What needs to be done:
Below are some records; reproduce them exactly.

==== Data for review ====

use crate::monopoly::{Error, Locale, Position, Square};

/// Cells per side of the grid the loop is drawn on.
pub const GRID: u8 = 11;

/// Top left corner of a cell in canvas coordinates (y grows downwards).
#[derive(Debug, Clone, Copy, PartialEq)]
pub struct Point {
    pub x: f32,
    pub y: f32,
}

impl Position {
    /// Places the square on the outer ring of an 11x11 grid. Start sits in the
    /// bottom right corner and the loop runs clockwise on screen:
    /// bottom row right to left, left column upwards, top row left to right,
    /// right column downwards.
    pub fn geometry(&self, cell_size: f32) -> Point {
        let i = self.index() as f32;
        let edge = (GRID - 1) as f32;
        let (x, y) = match self.index() {
            0..=10 => (edge - i, edge),
            11..=20 => (0.0, 20.0 - i),
            21..=30 => (i - 20.0, 0.0),
            _ => (edge, i - 30.0),
        };
        Point { x: x * cell_size, y: y * cell_size }
    }
}

/// Geometry of a raw board index, see [`Position::geometry`].
pub fn square_geometry(index: u8, cell_size: f32) -> Result<Point, Error> {
    Position::new(index).map(|p| p.geometry(cell_size))
}

/// The 40 squares of the loop in board order.
#[derive(Debug, Clone)]
pub struct Board {
    squares: Vec<Square>,
}

impl Board {
    pub fn new(locale: Locale) -> Self {
        Board {
            squares: Position::all().map(|p| Square::new(p, locale)).collect(),
        }
    }

    pub fn square(&self, position: Position) -> &Square {
        &self.squares[usize::from(position)]
    }

    pub fn squares(&self) -> &[Square] {
        &self.squares
    }

    /// Every square with the top left corner of its cell, in board order.
    pub fn layout(&self, cell_size: f32) -> impl Iterator<Item = (&Square, Point)> + '_ {
        self.squares.iter().map(move |s| (s, s.position().geometry(cell_size)))
    }
}

impl Default for Board {
    fn default() -> Self {
        Board::new(Locale::default())
    }
}

#[cfg(test)]
mod tests {
    use hashbrown::HashSet;

    use super::*;
    use crate::monopoly::SquareType;

    #[test]
    fn test_corners() {
        let s = 10.0;
        assert_eq!(square_geometry(0, s), Ok(Point { x: 100.0, y: 100.0 }));
        assert_eq!(square_geometry(10, s), Ok(Point { x: 0.0, y: 100.0 }));
        assert_eq!(square_geometry(20, s), Ok(Point { x: 0.0, y: 0.0 }));
        assert_eq!(square_geometry(30, s), Ok(Point { x: 100.0, y: 0.0 }));
    }

    #[test]
    fn test_sides() {
        let s = 2.0;
        assert_eq!(square_geometry(3, s), Ok(Point { x: 14.0, y: 20.0 }));
        assert_eq!(square_geometry(11, s), Ok(Point { x: 0.0, y: 18.0 }));
        assert_eq!(square_geometry(25, s), Ok(Point { x: 10.0, y: 0.0 }));
        assert_eq!(square_geometry(31, s), Ok(Point { x: 20.0, y: 2.0 }));
        assert_eq!(square_geometry(39, s), Ok(Point { x: 20.0, y: 18.0 }));
    }

    #[test]
    fn test_within_grid_and_injective() {
        for s in [1.0, 7.5, 64.0] {
            let mut seen = HashSet::new();
            for p in Position::all() {
                let Point { x, y } = p.geometry(s);
                assert!((0.0..=10.0 * s).contains(&x), "{:?} x={}", p, x);
                assert!((0.0..=10.0 * s).contains(&y), "{:?} y={}", p, y);
                assert!(x == 0.0 || y == 0.0 || x == 10.0 * s || y == 10.0 * s, "{:?} is not on the perimeter", p);
                assert!(seen.insert(((x / s) as u8, (y / s) as u8)), "{:?} shares a cell", p);
            }
            assert_eq!(seen.len(), 40);
        }
    }

    #[test]
    fn test_neighbours_are_adjacent() {
        for p in Position::all() {
            let a = p.geometry(1.0);
            let b = p.advance(1).geometry(1.0);
            assert_eq!((a.x - b.x).abs() + (a.y - b.y).abs(), 1.0, "{:?}", p);
        }
    }

    #[test]
    fn test_out_of_range() {
        assert_eq!(square_geometry(40, 1.0), Err(Error::InvalidArgument(40)));
    }

    #[test]
    fn test_board() {
        let board = Board::new(Locale::English);
        assert_eq!(board.squares().len(), 40);
        for (i, square) in board.squares().iter().enumerate() {
            assert_eq!(square.position().index() as usize, i);
        }
        assert_eq!(board.square(Position::START).kind(), SquareType::Start);
        assert_eq!(board.square(Position::LAST).name(), "Boardwalk");

        let layout = board.layout(5.0).collect::<Vec<_>>();
        assert_eq!(layout.len(), 40);
        assert_eq!(layout[20].1, Point { x: 0.0, y: 0.0 });
    }
}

====

Reply:
use crate::monopoly::{Error, Locale, Position, Square};

/// Cells per side of the grid the loop is drawn on.
pub const GRID: u8 = 11;

/// Top left corner of a cell in canvas coordinates (y grows downwards).
#[derive(Debug, Clone, Copy, PartialEq)]
pub struct Point {
    pub x: f32,
    pub y: f32,
}

impl Position {
    /// Places the square on the outer ring of an 11x11 grid. Start sits in the
    /// bottom right corner and the loop runs clockwise on screen:
    /// bottom row right to left, left column upwards, top row left to right,
    /// right column downwards.
    pub fn geometry(&self, cell_size: f32) -> Point {
        let i = self.index() as f32;
        let edge = (GRID - 1) as f32;
        let (x, y) = match self.index() {
            0..=10 => (edge - i, edge),
            11..=20 => (0.0, 20.0 - i),
            21..=30 => (i - 20.0, 0.0),
            _ => (edge, i - 30.0),
        };
        Point { x: x * cell_size, y: y * cell_size }
    }
}

/// Geometry of a raw board index, see [`Position::geometry`].
pub fn square_geometry(index: u8, cell_size: f32) -> Result<Point, Error> {
    Position::new(index).map(|p| p.geometry(cell_size))
}

/// The 40 squares of the loop in board order.
#[derive(Debug, Clone)]
pub struct Board {
    squares: Vec<Square>,
}

impl Board {
    pub fn new(locale: Locale) -> Self {
        Board {
            squares: Position::all().map(|p| Square::new(p, locale)).collect(),
        }
    }

    pub fn square(&self, position: Position) -> &Square {
        &self.squares[usize::from(position)]
    }

    pub fn squares(&self) -> &[Square] {
        &self.squares
    }

    /// Every square with the top left corner of its cell, in board order.
    pub fn layout(&self, cell_size: f32) -> impl Iterator<Item = (&Square, Point)> + '_ {
        self.squares.iter().map(move |s| (s, s.position().geometry(cell_size)))
    }
}

impl Default for Board {
    fn default() -> Self {
        Board::new(Locale::default())
    }
}

#[cfg(test)]
mod tests {
    use hashbrown::HashSet;

    use super::*;
    use crate::monopoly::SquareType;

    #[test]
    fn test_corners() {
        let s = 10.0;
        assert_eq!(square_geometry(0, s), Ok(Point { x: 100.0, y: 100.0 }));
        assert_eq!(square_geometry(10, s), Ok(Point { x: 0.0, y: 100.0 }));
        assert_eq!(square_geometry(20, s), Ok(Point { x: 0.0, y: 0.0 }));
        assert_eq!(square_geometry(30, s), Ok(Point { x: 100.0, y: 0.0 }));
    }

    #[test]
    fn test_sides() {
        let s = 2.0;
        assert_eq!(square_geometry(3, s), Ok(Point { x: 14.0, y: 20.0 }));
        assert_eq!(square_geometry(11, s), Ok(Point { x: 0.0, y: 18.0 }));
        assert_eq!(square_geometry(25, s), Ok(Point { x: 10.0, y: 0.0 }));
        assert_eq!(square_geometry(31, s), Ok(Point { x: 20.0, y: 2.0 }));
        assert_eq!(square_geometry(39, s), Ok(Point { x: 20.0, y: 18.0 }));
    }

    #[test]
    fn test_within_grid_and_injective() {
        for s in [1.0, 7.5, 64.0] {
            let mut seen = HashSet::new();
            for p in Position::all() {
                let Point { x, y } = p.geometry(s);
                assert!((0.0..=10.0 * s).contains(&x), "{:?} x={}", p, x);
                assert!((0.0..=10.0 * s).contains(&y), "{:?} y={}", p, y);
                assert!(x == 0.0 || y == 0.0 || x == 10.0 * s || y == 10.0 * s, "{:?} is not on the perimeter", p);
                assert!(seen.insert(((x / s) as u8, (y / s) as u8)), "{:?} shares a cell", p);
            }
            assert_eq!(seen.len(), 40);
        }
    }

    #[test]
    fn test_neighbours_are_adjacent() {
        for p in Position::all() {
            let a = p.geometry(1.0);
            let b = p.advance(1).geometry(1.0);
            assert_eq!((a.x - b.x).abs() + (a.y - b.y).abs(), 1.0, "{:?}", p);
        }
    }

    #[test]
    fn test_out_of_range() {
        assert_eq!(square_geometry(40, 1.0), Err(Error::InvalidArgument(40)));
    }

    #[test]
    fn test_board() {
        let board = Board::new(Locale::English);
        assert_eq!(board.squares().len(), 40);
        for (i, square) in board.squares().iter().enumerate() {
            assert_eq!(square.position().index() as usize, i);
        }
        assert_eq!(board.square(Position::START).kind(), SquareType::Start);
        assert_eq!(board.square(Position::LAST).name(), "Boardwalk");

        let layout = board.layout(5.0).collect::<Vec<_>>();
        assert_eq!(layout.len(), 40);
        assert_eq!(layout[20].1, Point { x: 0.0, y: 0.0 });
    }
}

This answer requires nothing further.